The clearing layer, not the trading interface, determines what financial products can legally exist in the US. A DCO licence allows Bitnomial to act as the central counterparty that guarantees trades, manages margin, and handles settlement in crypto rather than dollars.
Without a DCO, a crypto exchange can list futures contracts but cannot clear them domestically; it must rely on a third-party clearing house, introducing friction, cost, and risk. This is the structural gap Bitnomial spent more than ten years closing.
"The shape of a market is determined by its clearing infrastructure, not its front end. Settlement mechanics, margin models, and contract structures define what products can exist and who can access them."
Arjun Sethi, Co-CEO, Payward and Kraken
What Products Does This Unlock for US Clients?

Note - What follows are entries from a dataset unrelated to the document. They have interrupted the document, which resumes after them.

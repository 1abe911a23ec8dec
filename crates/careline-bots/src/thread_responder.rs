//! Replies once per thread to the first practitioner message.
//!
//! The reply carries a thread-scoped identifier; later practitioner
//! messages in the same thread find it via search and are skipped. Two
//! concurrent invocations for the same thread can both pass the search
//! before either create lands, so the marker is at-most-once per thread
//! only for sequential event delivery.

use tracing::info;

use careline_client::api::RecordClient;
use careline_client::error::ClientError;
use careline_core::models::communication::{self, Communication, Identifier, Payload};
use careline_core::models::event::BotEvent;

use crate::reply;

/// Identifier system that scopes the dedup markers.
pub const DEDUP_SYSTEM: &str = "http://example.com";

/// Dedup identifier value for a thread reference string.
fn dedup_value(thread_reference: &str) -> String {
    format!("auto-response-{thread_reference}")
}

/// Reply to the first practitioner message in a thread.
///
/// Skips when the sender is not a practitioner, when the message is not
/// part of a thread, or when an auto-response for the thread already
/// exists.
pub async fn handler<C>(client: &C, event: BotEvent) -> Result<Option<Communication>, ClientError>
where
    C: RecordClient + ?Sized,
{
    let message = event.input;
    let (sender, thread_reference) = match reply::qualify(&message) {
        Some(qualified) => (
            qualified.sender.clone(),
            qualified.thread.reference.clone(),
        ),
        None => return Ok(None),
    };

    let marker = dedup_value(&thread_reference);
    let existing = client
        .search(
            communication::RESOURCE_TYPE,
            &format!("identifier={marker}"),
        )
        .await?;
    if !existing.is_empty() {
        tracing::debug!(thread = %thread_reference, "auto-response already sent, skipping");
        return Ok(None);
    }

    let response = client
        .create(Communication {
            status: message.status,
            sender: None,
            recipient: vec![sender],
            payload: vec![Payload::text(reply::AUTO_RESPONSE_TEXT)],
            identifier: vec![Identifier::new(DEDUP_SYSTEM, marker)],
            part_of: message.part_of,
            ..Default::default()
        })
        .await?;

    info!(
        thread = %thread_reference,
        reply = response.id.as_deref().unwrap_or(""),
        "auto-response created"
    );
    Ok(Some(response))
}
//! careline-bots
//!
//! Auto-responder bot handlers. Each handler is a single-shot decision
//! function: it inspects one newly created Communication and conditionally
//! creates one reply through the injected record client. Validation
//! failures are a normal "no reply" outcome; only remote-call failures are
//! errors, propagated unchanged to the invoking platform.

pub mod message_responder;
pub mod reply;
pub mod thread_responder;
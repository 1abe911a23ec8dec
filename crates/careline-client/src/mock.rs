use async_trait::async_trait;
use tokio::sync::Mutex;
use uuid::Uuid;

use careline_core::models::communication::{self, Communication, Identifier};

use crate::api::RecordClient;
use crate::error::ClientError;

/// In-memory stand-in for the platform record store.
///
/// Holds created Communications in insertion order and answers the
/// identifier searches the bots perform. Queries it does not understand are
/// an error rather than an empty result, so handler typos fail loudly in
/// tests.
#[derive(Default)]
pub struct MockClient {
    store: Mutex<Vec<Communication>>,
}

impl MockClient {
    pub fn new() -> Self {
        Self::default()
    }

    /// Snapshot of every stored record, in insertion order.
    pub async fn records(&self) -> Vec<Communication> {
        self.store.lock().await.clone()
    }
}

/// A parsed `identifier=` search token.
enum IdentifierQuery {
    Value(String),
    SystemValue(String, String),
}

fn parse_identifier_query(query: &str) -> Result<IdentifierQuery, ClientError> {
    let token = query
        .strip_prefix("identifier=")
        .ok_or_else(|| ClientError::InvalidQuery(query.to_string()))?;
    Ok(match token.split_once('|') {
        Some((system, value)) => {
            IdentifierQuery::SystemValue(system.to_string(), value.to_string())
        }
        None => IdentifierQuery::Value(token.to_string()),
    })
}

impl IdentifierQuery {
    fn matches(&self, identifier: &Identifier) -> bool {
        match self {
            IdentifierQuery::Value(value) => identifier.value.as_deref() == Some(value.as_str()),
            IdentifierQuery::SystemValue(system, value) => {
                identifier.system.as_deref() == Some(system.as_str())
                    && identifier.value.as_deref() == Some(value.as_str())
            }
        }
    }
}

#[async_trait]
impl RecordClient for MockClient {
    async fn search(
        &self,
        resource_type: &str,
        query: &str,
    ) -> Result<Vec<Communication>, ClientError> {
        if resource_type != communication::RESOURCE_TYPE {
            return Err(ClientError::UnsupportedResourceType(
                resource_type.to_string(),
            ));
        }
        let wanted = parse_identifier_query(query)?;

        let store = self.store.lock().await;
        Ok(store
            .iter()
            .filter(|record| record.identifier.iter().any(|id| wanted.matches(id)))
            .cloned()
            .collect())
    }

    async fn create(&self, mut resource: Communication) -> Result<Communication, ClientError> {
        resource.id = Some(Uuid::new_v4().to_string());
        self.store.lock().await.push(resource.clone());
        Ok(resource)
    }
}
use careline_client::api::RecordClient;
use careline_client::error::ClientError;
use careline_client::mock::MockClient;
use careline_core::models::communication::{
    self, Communication, CommunicationStatus, Identifier,
};

fn tagged(value: &str) -> Communication {
    Communication {
        status: CommunicationStatus::InProgress,
        identifier: vec![Identifier::new("http://example.com", value)],
        ..Default::default()
    }
}

#[tokio::test]
async fn create_assigns_an_id_and_stores_the_record() {
    let client = MockClient::new();
    let created = client
        .create(tagged("a"))
        .await
        .expect("create should succeed");

    assert!(created.id.is_some());
    let records = client.records().await;
    assert_eq!(records.len(), 1);
    assert_eq!(records[0], created);
}

#[tokio::test]
async fn searches_by_identifier_value() {
    let client = MockClient::new();
    client
        .create(tagged("auto-response-Communication/t1"))
        .await
        .expect("create should succeed");
    client
        .create(tagged("other"))
        .await
        .expect("create should succeed");

    let matches = client
        .search(
            communication::RESOURCE_TYPE,
            "identifier=auto-response-Communication/t1",
        )
        .await
        .expect("search should succeed");

    assert_eq!(matches.len(), 1);
    assert_eq!(
        matches[0].identifier[0].value.as_deref(),
        Some("auto-response-Communication/t1")
    );
}

#[tokio::test]
async fn searches_by_system_scoped_identifier() {
    let client = MockClient::new();
    client
        .create(tagged("tag"))
        .await
        .expect("create should succeed");

    let matches = client
        .search(
            communication::RESOURCE_TYPE,
            "identifier=http://example.com|tag",
        )
        .await
        .expect("search should succeed");
    assert_eq!(matches.len(), 1);

    let misses = client
        .search(
            communication::RESOURCE_TYPE,
            "identifier=http://other.example|tag",
        )
        .await
        .expect("search should succeed");
    assert!(misses.is_empty());
}

#[tokio::test]
async fn rejects_unknown_resource_types() {
    let client = MockClient::new();
    let err = client
        .search("Patient", "identifier=x")
        .await
        .expect_err("search should fail");
    assert!(matches!(err, ClientError::UnsupportedResourceType(_)));
}

#[tokio::test]
async fn rejects_non_identifier_queries() {
    let client = MockClient::new();
    let err = client
        .search(communication::RESOURCE_TYPE, "status=in-progress")
        .await
        .expect_err("search should fail");
    assert!(matches!(err, ClientError::InvalidQuery(_)));
}
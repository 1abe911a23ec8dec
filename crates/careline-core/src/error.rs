use thiserror::Error;

#[derive(Debug, Error)]
pub enum CoreError {
    #[error("serialization error: {0}")]
    Serialization(#[from] serde_json::Error),

    #[error("invalid resource reference: {0}")]
    InvalidReference(String),
}
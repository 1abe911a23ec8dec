use careline_core::models::reference::{Reference, ResourceKind, ResourceTarget};

#[test]
fn parses_kind_and_id() {
    let target: ResourceTarget = "Practitioner/123".parse().expect("should parse");
    assert_eq!(target.kind, ResourceKind::Practitioner);
    assert_eq!(target.id, "123");
}

#[test]
fn unknown_kinds_are_preserved() {
    let target: ResourceTarget = "Organization/abc".parse().expect("should parse");
    assert_eq!(target.kind, ResourceKind::Other("Organization".to_string()));
    assert_eq!(target.to_string(), "Organization/abc");
}

#[test]
fn rejects_malformed_references() {
    assert!("Practitioner".parse::<ResourceTarget>().is_err());
    assert!("/123".parse::<ResourceTarget>().is_err());
    assert!("Practitioner/".parse::<ResourceTarget>().is_err());
    assert!("".parse::<ResourceTarget>().is_err());
}

#[test]
fn local_reference_round_trips() {
    let reference = Reference::local(ResourceKind::Patient, "jane");
    assert_eq!(reference.reference, "Patient/jane");
    assert!(reference.is_a(&ResourceKind::Patient));
    assert!(!reference.is_a(&ResourceKind::Practitioner));
}

#[test]
fn malformed_reference_matches_no_kind() {
    let reference = Reference {
        reference: "not-a-reference".to_string(),
        display: None,
    };
    assert!(reference.target().is_none());
    assert!(!reference.is_a(&ResourceKind::Practitioner));
}
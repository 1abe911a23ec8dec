//! Replies to every practitioner message in a thread.
//!
//! No dedup marker and no search: repeated practitioner messages in the
//! same thread each get a reply. The reply is sent on behalf of the other
//! thread participant (the trigger's first recipient) and stamped with the
//! current time.

use tracing::info;

use careline_client::api::RecordClient;
use careline_client::error::ClientError;
use careline_core::models::communication::{Communication, Payload};
use careline_core::models::event::BotEvent;

use crate::reply;

/// Reply to a practitioner message in a thread.
///
/// Skips when the sender is not a practitioner or when the message is not
/// part of a thread.
pub async fn handler<C>(client: &C, event: BotEvent) -> Result<Option<Communication>, ClientError>
where
    C: RecordClient + ?Sized,
{
    let message = event.input;
    let sender = match reply::qualify(&message) {
        Some(qualified) => qualified.sender.clone(),
        None => return Ok(None),
    };

    let response = client
        .create(Communication {
            status: message.status,
            sender: message.recipient.first().cloned(),
            recipient: vec![sender],
            payload: vec![Payload::text(reply::AUTO_RESPONSE_TEXT)],
            part_of: message.part_of,
            sent: Some(jiff::Timestamp::now()),
            ..Default::default()
        })
        .await?;

    info!(
        reply = response.id.as_deref().unwrap_or(""),
        "auto-response created"
    );
    Ok(Some(response))
}
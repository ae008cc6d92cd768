//! Line-oriented recognizer for iputils-style `ping` output.
//!
//! The output is read as four stages that must appear in order: the `PING`
//! header, at least one echo reply, the packet summary and the round-trip
//! summary. Each stage has its own recognizer so that it can be exercised
//! on its own; [`parse`] chains them over the lines of the text.
//!
//! Captured values are kept as the literal text that was matched. Nothing is
//! converted to a number, so locale or precision quirks in the utility's
//! output come through untouched.

use log::{debug, trace};
use once_cell::sync::Lazy;
use regex::Regex;

use crate::ping::PingStatistics;

static RE_HEADER: Lazy<Regex> =
    Lazy::new(|| Regex::new(r"^PING\b[^(]*\(([^)]*)\)\s([^.]*)\.?").unwrap());
static RE_REPLY: Lazy<Regex> = Lazy::new(|| {
    Regex::new(r"^(\d+\sbytes).*?icmp_seq=(\d+).*?ttl=(\d+).*?time=(.*?ms)").unwrap()
});
static RE_SUMMARY: Lazy<Regex> = Lazy::new(|| {
    Regex::new(concat!(
        r"(\d+)\spackets\stransmitted",
        r".*?(\d+)\sreceived",
        r".*?(\d+(?:\.\d+)?%)\spacket\sloss",
        r".*?time\s(\d+ms)",
    ))
    .unwrap()
});
static RE_RTT: Lazy<Regex> =
    Lazy::new(|| Regex::new(r"=\s([^/]*)/([^/]*)/([^/]*)/(.*?)\sms").unwrap());

/// `PING 127.0.0.1 (127.0.0.1) 56(84) bytes of data.`
#[derive(Debug, Clone, Copy, PartialEq, Eq)]
pub struct Header<'a> {
    pub address: &'a str,
    pub payload: &'a str,
}

/// `64 bytes from 127.0.0.1: icmp_seq=1 ttl=64 time=0.061 ms`
#[derive(Debug, Clone, Copy, PartialEq, Eq)]
pub struct Reply<'a> {
    pub size: &'a str,
    pub icmp_seq: &'a str,
    pub ttl: &'a str,
    pub time: &'a str,
}

/// `2 packets transmitted, 2 received, 0% packet loss, time 1013ms`
#[derive(Debug, Clone, Copy, PartialEq, Eq)]
pub struct Summary<'a> {
    pub transmitted: &'a str,
    pub received: &'a str,
    pub loss: &'a str,
    pub total: &'a str,
}

/// `rtt min/avg/max/mdev = 0.061/0.061/0.061/0.000 ms`
#[derive(Debug, Clone, Copy, PartialEq, Eq)]
pub struct Rtt<'a> {
    pub min: &'a str,
    pub avg: &'a str,
    pub max: &'a str,
    pub mdev: &'a str,
}

pub fn parse_header(line: &str) -> Option<Header<'_>> {
    let caps = RE_HEADER.captures(line)?;
    Some(Header {
        address: caps.get(1)?.as_str(),
        payload: caps.get(2)?.as_str(),
    })
}

pub fn parse_reply(line: &str) -> Option<Reply<'_>> {
    let caps = RE_REPLY.captures(line)?;
    Some(Reply {
        size: caps.get(1)?.as_str(),
        icmp_seq: caps.get(2)?.as_str(),
        ttl: caps.get(3)?.as_str(),
        time: caps.get(4)?.as_str(),
    })
}

pub fn parse_summary(line: &str) -> Option<Summary<'_>> {
    let caps = RE_SUMMARY.captures(line)?;
    Some(Summary {
        transmitted: caps.get(1)?.as_str(),
        received: caps.get(2)?.as_str(),
        loss: caps.get(3)?.as_str(),
        total: caps.get(4)?.as_str(),
    })
}

pub fn parse_rtt(line: &str) -> Option<Rtt<'_>> {
    let caps = RE_RTT.captures(line)?;
    Some(Rtt {
        min: caps.get(1)?.as_str(),
        avg: caps.get(2)?.as_str(),
        max: caps.get(3)?.as_str(),
        mdev: caps.get(4)?.as_str(),
    })
}

/// Extracts the statistics record, or `None` if any stage is missing.
pub fn parse(stdout: &str) -> Option<PingStatistics> {
    let mut lines = stdout.lines();

    let Some(header) = lines.by_ref().find_map(parse_header) else {
        debug!("No PING header line in output");
        return None;
    };
    trace!("Header: {header:?}");

    let Some(reply) = lines.by_ref().find_map(parse_reply) else {
        debug!("No echo reply after header for {}", header.address);
        return None;
    };
    trace!("First reply: {reply:?}");

    let Some(summary) = lines.by_ref().find_map(parse_summary) else {
        debug!("No packet summary line for {}", header.address);
        return None;
    };

    let Some(rtt) = lines.find_map(parse_rtt) else {
        debug!("No round-trip summary line for {}", header.address);
        return None;
    };

    Some(PingStatistics {
        packet_tx: summary.transmitted.to_string(),
        packet_rx: summary.received.to_string(),
        packet_loss: summary.loss.to_string(),
        time_total: summary.total.to_string(),
        time_min: rtt.min.to_string(),
        time_avg: rtt.avg.to_string(),
        time_max: rtt.max.to_string(),
        time_mdev: rtt.mdev.to_string(),
    })
}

Payward says the combined platform will initially offer US clients spot margin trading, perpetual futures, and options under CFTC regulation, product categories that have been available to offshore and institutional users for years but remain largely inaccessible to US retail investors through a fully licensed domestic venue. Bitnomial's infrastructure supports crypto-margined contracts and crypto-settled derivatives, meaning collateral and settlement can occur in bitcoin or ether rather than US dollars, a capability that legacy futures exchanges have not built natively.
Bitnomial claims several US market firsts: the first CFTC-regulated perpetual futures contract, the first CFTC-regulated crypto margin collateral, and the first native crypto settlement on a regulated US venue. Whether those claims survive regulatory or competitive scrutiny is worth independent verification, but the underlying licences are a matter of public CFTC record.
The B2B Infrastructure Play
Beyond direct retail access, Payward intends to white-label Bitnomial's cleared derivatives capability through its Payward Services API platform, allowing fintechs, banks, brokerages, and payment providers to embed regulated US crypto derivatives into their own products without building the compliance stack from scratch. This mirrors the embedded finance playbook that has defined the past decade of banking infrastructure investment, a strategic parallel that positions Payward as a regulatory rails provider, not merely an exchange operator.
How Does This Compare to Payward's Prior Derivatives Expansion?
This is Payward's third regulated derivatives market entry. In 2019, it acquired the first CFTC- and FCA-licensed crypto futures platform in the UK. In early 2025, it launched a regulated EU derivatives offering. The Bitnomial acquisition completes the triad, giving Payward regulated derivatives coverage across its three largest markets, US, UK, and EU, under a single shared clearing and risk engine. The multi-jurisdictional architecture is a meaningful differentiator in a market where most crypto exchanges still operate via a patchwork of offshore licences and regulatory exemptions.
The transaction is subject to customary closing conditions and required CFTC notice filings. PJT Partners advised Bitnomial on the financial terms; Haynes Boone and Katten Muchin Rosenman LLP provided legal and regulatory counsel respectively. Jones Day and Morrison Foerster acted for Payward.
Why This Matters to FinanceX Readers
For institutional and retail investors watching the US crypto derivatives market, this deal signals that the compliance infrastructure required to compete at scale is now effectively gated. Competitors, including CME Group, which operates crypto futures under a legacy cleared model using cash settlement, will face a structurally differentiated rival that can offer crypto-native margin and settlement through a single CFTC-licensed stack.
For fintech investors, Payward's B2B services angle transforms the acquisition from an exchange play into a regulated infrastructure bet. The addressable market for embedded derivatives access, across neobanks, brokerages, and payment apps, is substantially larger than the direct-to-consumer crypto exchange segment.
For compliance and regtech professionals, the deal accelerates the timeline for comprehensive US crypto market structure legislation, which Payward has identified as a top policy priority. A fully regulated domestic incumbent with clearing infrastructure in place changes the lobbying calculus in Washington.